**What is needed**
Scan the data below and give the number of lines that include the word "PartialEq", with no other words.
Excerpted records: Begin
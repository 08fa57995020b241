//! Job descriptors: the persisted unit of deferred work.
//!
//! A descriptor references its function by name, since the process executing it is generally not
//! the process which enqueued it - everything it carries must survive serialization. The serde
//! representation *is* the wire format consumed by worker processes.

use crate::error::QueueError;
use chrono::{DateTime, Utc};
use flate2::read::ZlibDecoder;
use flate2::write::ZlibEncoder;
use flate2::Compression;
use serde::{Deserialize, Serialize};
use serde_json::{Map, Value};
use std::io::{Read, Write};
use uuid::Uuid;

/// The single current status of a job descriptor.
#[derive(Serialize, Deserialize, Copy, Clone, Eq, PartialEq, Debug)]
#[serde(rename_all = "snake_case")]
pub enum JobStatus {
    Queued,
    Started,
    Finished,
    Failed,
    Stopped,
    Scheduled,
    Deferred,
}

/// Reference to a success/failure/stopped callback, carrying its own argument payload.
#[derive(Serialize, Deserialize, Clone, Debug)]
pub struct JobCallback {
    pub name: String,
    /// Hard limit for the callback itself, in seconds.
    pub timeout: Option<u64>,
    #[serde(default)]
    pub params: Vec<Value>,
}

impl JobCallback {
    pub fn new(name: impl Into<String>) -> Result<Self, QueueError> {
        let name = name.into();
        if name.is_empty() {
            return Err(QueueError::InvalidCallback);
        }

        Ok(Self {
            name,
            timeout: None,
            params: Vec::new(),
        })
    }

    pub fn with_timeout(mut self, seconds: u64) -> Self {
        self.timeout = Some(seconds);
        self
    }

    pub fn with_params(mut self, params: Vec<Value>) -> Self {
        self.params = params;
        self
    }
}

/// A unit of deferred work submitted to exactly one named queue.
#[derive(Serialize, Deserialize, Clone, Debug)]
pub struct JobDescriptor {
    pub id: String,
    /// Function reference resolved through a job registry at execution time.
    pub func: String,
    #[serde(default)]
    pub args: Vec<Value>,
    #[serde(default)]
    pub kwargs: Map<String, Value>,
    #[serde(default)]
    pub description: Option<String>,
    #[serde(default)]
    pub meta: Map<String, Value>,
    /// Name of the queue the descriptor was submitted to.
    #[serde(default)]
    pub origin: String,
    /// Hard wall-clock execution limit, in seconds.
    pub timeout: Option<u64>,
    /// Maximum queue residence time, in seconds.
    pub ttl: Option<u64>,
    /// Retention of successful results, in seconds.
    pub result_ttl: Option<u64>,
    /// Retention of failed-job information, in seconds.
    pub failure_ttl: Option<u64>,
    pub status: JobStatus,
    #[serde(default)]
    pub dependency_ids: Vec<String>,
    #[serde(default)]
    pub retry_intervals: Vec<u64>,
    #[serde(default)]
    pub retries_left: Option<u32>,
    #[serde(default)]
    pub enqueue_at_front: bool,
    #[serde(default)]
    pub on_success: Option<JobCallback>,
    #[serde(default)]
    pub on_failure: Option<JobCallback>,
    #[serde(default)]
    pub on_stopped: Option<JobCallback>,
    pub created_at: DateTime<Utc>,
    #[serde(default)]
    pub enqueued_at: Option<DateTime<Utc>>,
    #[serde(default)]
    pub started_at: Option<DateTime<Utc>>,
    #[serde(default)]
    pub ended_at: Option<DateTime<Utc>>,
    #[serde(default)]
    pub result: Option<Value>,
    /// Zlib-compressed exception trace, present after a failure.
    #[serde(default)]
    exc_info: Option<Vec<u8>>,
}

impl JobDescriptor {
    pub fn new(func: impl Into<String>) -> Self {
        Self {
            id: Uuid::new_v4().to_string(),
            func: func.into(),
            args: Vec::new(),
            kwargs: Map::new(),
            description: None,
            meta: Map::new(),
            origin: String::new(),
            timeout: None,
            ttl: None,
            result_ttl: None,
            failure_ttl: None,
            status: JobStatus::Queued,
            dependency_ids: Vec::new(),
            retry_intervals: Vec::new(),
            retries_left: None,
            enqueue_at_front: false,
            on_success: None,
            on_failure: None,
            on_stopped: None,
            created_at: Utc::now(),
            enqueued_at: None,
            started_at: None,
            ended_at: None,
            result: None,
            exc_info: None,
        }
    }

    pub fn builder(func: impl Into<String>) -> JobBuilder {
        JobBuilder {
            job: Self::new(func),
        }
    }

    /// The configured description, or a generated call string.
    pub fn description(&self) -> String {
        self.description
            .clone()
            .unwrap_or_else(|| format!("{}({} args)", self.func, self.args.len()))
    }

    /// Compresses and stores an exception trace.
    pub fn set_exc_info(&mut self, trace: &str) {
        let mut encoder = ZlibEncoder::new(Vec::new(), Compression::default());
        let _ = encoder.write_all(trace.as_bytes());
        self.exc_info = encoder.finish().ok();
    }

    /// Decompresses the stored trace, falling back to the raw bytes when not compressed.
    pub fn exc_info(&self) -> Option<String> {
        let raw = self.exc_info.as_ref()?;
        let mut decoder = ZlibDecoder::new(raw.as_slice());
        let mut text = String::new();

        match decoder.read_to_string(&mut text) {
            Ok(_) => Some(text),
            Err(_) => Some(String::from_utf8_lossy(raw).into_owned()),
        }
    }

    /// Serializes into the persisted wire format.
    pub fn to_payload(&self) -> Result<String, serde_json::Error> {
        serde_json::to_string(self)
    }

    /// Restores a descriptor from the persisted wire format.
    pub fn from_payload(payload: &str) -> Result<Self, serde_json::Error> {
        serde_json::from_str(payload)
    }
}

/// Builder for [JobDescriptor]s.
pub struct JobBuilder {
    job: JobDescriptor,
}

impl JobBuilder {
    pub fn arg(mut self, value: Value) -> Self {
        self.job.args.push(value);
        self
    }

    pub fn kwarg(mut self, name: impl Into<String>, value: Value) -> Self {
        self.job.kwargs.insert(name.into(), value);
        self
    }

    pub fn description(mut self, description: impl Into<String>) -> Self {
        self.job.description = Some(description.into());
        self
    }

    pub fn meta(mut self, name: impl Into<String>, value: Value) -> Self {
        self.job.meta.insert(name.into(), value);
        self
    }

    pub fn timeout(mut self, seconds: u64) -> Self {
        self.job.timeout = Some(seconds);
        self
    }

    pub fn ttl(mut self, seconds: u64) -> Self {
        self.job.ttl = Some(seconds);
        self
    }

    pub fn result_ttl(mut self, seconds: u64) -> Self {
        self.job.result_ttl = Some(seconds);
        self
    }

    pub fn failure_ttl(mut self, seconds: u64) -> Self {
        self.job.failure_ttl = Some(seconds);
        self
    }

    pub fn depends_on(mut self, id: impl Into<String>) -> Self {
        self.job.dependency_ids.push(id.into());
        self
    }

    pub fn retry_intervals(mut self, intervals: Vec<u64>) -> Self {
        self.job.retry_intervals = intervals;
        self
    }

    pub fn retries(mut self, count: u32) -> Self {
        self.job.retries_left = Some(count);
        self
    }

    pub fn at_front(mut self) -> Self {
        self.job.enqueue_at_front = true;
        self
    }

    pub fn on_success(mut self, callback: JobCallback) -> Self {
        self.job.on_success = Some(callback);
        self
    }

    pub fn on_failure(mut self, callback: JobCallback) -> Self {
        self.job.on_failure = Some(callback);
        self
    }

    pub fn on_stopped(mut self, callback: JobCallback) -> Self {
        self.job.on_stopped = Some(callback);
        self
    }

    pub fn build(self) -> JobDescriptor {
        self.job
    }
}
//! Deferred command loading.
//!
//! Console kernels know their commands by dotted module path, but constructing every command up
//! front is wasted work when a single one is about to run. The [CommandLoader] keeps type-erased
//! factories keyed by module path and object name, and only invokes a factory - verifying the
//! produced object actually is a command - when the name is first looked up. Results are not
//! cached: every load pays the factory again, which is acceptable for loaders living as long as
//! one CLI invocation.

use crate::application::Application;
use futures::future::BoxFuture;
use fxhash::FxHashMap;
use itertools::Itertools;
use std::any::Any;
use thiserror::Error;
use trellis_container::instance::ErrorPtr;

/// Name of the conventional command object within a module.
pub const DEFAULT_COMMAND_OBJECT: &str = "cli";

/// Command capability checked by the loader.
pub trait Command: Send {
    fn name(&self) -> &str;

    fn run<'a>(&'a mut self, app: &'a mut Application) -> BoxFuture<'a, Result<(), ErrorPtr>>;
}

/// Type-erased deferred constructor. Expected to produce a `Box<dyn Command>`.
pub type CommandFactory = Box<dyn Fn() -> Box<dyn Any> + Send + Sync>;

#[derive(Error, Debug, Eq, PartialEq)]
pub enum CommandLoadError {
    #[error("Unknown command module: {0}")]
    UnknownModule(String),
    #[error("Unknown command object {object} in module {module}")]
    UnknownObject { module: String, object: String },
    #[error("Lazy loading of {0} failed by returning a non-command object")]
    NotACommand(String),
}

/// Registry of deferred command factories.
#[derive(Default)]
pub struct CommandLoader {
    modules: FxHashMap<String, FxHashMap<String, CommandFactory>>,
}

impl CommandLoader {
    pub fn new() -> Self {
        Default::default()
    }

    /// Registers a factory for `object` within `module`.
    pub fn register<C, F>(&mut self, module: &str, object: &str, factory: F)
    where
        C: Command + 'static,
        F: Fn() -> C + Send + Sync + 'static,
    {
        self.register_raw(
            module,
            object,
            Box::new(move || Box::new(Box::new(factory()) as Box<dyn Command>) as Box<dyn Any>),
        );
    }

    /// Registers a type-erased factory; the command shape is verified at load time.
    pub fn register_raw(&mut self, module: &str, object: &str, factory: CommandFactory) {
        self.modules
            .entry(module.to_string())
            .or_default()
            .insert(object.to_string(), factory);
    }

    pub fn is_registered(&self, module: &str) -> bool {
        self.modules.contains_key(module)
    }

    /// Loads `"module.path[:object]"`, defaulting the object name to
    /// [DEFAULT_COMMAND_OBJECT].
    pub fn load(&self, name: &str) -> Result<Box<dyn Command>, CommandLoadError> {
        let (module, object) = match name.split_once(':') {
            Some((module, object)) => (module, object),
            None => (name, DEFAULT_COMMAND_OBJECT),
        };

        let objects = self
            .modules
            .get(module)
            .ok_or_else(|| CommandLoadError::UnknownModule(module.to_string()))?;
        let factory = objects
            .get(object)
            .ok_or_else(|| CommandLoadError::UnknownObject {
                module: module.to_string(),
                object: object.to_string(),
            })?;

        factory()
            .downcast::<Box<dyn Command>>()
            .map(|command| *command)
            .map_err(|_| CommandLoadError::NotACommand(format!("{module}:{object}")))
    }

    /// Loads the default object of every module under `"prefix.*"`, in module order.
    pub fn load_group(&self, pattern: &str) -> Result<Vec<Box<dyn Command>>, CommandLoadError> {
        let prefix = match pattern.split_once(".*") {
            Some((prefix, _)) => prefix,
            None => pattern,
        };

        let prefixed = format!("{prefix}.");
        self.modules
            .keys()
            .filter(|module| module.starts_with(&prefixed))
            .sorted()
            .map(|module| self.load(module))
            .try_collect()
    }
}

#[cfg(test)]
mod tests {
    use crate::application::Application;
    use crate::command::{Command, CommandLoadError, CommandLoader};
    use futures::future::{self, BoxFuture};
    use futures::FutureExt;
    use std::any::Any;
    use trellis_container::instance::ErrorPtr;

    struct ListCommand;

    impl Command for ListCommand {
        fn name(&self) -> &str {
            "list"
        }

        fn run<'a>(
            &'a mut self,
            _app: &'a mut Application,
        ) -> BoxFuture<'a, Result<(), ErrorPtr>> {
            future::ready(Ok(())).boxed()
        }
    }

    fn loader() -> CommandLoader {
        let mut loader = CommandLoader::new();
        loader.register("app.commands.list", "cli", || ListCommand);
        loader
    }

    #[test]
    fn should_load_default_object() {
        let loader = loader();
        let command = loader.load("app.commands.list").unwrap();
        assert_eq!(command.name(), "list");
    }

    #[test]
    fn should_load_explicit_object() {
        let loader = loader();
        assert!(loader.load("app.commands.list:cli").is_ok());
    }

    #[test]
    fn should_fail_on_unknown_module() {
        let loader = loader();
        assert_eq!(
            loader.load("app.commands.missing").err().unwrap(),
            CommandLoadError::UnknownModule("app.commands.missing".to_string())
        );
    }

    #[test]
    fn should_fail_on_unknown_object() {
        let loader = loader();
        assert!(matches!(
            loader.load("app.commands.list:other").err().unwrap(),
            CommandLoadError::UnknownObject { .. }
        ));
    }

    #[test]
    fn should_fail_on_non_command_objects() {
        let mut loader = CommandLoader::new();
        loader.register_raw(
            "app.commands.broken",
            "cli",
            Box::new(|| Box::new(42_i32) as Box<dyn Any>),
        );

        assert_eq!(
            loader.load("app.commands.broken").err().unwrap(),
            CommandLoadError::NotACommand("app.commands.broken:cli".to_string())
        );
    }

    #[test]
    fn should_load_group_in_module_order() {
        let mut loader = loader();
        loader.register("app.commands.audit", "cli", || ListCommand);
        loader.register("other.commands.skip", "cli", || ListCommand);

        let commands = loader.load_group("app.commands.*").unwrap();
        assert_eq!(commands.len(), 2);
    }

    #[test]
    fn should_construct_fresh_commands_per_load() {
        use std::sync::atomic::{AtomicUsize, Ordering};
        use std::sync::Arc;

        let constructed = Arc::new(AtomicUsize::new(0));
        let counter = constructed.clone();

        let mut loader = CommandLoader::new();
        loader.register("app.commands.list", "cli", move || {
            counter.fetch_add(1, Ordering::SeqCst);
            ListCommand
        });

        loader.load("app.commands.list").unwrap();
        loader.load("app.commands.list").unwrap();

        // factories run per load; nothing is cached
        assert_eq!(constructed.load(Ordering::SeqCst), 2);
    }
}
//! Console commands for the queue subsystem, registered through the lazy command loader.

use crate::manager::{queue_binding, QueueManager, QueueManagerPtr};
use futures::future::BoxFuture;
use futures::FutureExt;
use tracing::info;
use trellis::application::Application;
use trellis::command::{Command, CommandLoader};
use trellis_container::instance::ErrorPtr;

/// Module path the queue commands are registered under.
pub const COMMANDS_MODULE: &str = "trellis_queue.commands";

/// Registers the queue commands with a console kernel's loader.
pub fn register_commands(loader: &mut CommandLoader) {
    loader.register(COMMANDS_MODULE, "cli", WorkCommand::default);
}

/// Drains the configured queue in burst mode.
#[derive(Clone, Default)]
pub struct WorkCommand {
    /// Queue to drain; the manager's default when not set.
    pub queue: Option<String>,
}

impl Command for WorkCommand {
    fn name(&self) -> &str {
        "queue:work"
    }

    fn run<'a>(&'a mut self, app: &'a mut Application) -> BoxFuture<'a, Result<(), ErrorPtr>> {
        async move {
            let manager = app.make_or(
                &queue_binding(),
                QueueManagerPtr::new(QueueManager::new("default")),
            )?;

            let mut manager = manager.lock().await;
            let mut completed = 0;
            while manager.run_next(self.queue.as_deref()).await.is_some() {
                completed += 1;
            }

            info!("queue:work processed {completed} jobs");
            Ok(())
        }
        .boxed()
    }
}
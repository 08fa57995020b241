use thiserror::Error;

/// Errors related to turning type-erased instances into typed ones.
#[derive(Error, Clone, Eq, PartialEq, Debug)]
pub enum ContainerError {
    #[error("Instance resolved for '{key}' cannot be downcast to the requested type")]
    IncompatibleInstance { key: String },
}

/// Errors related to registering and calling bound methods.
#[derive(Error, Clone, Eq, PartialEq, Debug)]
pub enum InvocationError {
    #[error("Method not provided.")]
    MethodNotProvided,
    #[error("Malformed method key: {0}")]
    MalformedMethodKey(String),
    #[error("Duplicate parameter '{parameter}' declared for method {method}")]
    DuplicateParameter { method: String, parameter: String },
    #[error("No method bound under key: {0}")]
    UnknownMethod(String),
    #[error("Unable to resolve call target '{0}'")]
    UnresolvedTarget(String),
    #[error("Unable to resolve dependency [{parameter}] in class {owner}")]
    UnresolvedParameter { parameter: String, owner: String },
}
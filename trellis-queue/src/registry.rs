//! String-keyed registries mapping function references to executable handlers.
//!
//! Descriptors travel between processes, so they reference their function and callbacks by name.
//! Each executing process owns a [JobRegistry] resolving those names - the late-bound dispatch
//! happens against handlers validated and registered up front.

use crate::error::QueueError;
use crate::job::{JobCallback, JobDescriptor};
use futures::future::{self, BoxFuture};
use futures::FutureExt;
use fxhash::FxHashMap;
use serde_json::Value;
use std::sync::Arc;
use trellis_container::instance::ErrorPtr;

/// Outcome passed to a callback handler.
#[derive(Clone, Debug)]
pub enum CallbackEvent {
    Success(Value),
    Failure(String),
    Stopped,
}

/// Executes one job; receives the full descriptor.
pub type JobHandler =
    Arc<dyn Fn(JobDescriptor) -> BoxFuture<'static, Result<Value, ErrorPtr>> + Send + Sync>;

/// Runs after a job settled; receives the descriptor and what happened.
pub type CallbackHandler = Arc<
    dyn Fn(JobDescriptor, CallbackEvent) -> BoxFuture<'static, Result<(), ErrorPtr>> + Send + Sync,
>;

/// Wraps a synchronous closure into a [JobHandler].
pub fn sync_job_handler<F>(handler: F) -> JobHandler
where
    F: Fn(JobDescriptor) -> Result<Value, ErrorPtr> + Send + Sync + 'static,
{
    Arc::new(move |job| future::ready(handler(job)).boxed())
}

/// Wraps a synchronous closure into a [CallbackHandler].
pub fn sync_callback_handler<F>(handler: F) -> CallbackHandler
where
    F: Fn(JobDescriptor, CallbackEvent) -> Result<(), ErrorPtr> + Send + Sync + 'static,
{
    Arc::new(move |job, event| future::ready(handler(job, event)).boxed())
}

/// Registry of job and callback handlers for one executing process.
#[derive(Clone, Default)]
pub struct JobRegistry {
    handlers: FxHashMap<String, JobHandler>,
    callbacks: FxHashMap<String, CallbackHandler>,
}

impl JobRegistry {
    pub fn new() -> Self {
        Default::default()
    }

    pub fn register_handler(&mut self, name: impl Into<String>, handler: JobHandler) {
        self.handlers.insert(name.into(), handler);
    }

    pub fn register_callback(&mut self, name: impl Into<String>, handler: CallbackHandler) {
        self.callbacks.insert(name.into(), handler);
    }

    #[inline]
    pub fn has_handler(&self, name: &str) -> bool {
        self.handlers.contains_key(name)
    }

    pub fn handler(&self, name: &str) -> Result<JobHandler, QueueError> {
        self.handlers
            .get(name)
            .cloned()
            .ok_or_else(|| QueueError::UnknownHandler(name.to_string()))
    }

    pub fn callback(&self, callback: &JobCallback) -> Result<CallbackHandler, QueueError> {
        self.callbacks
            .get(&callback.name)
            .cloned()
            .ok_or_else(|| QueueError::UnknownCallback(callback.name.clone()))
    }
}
Excerpted records: End
**Exercise result**
4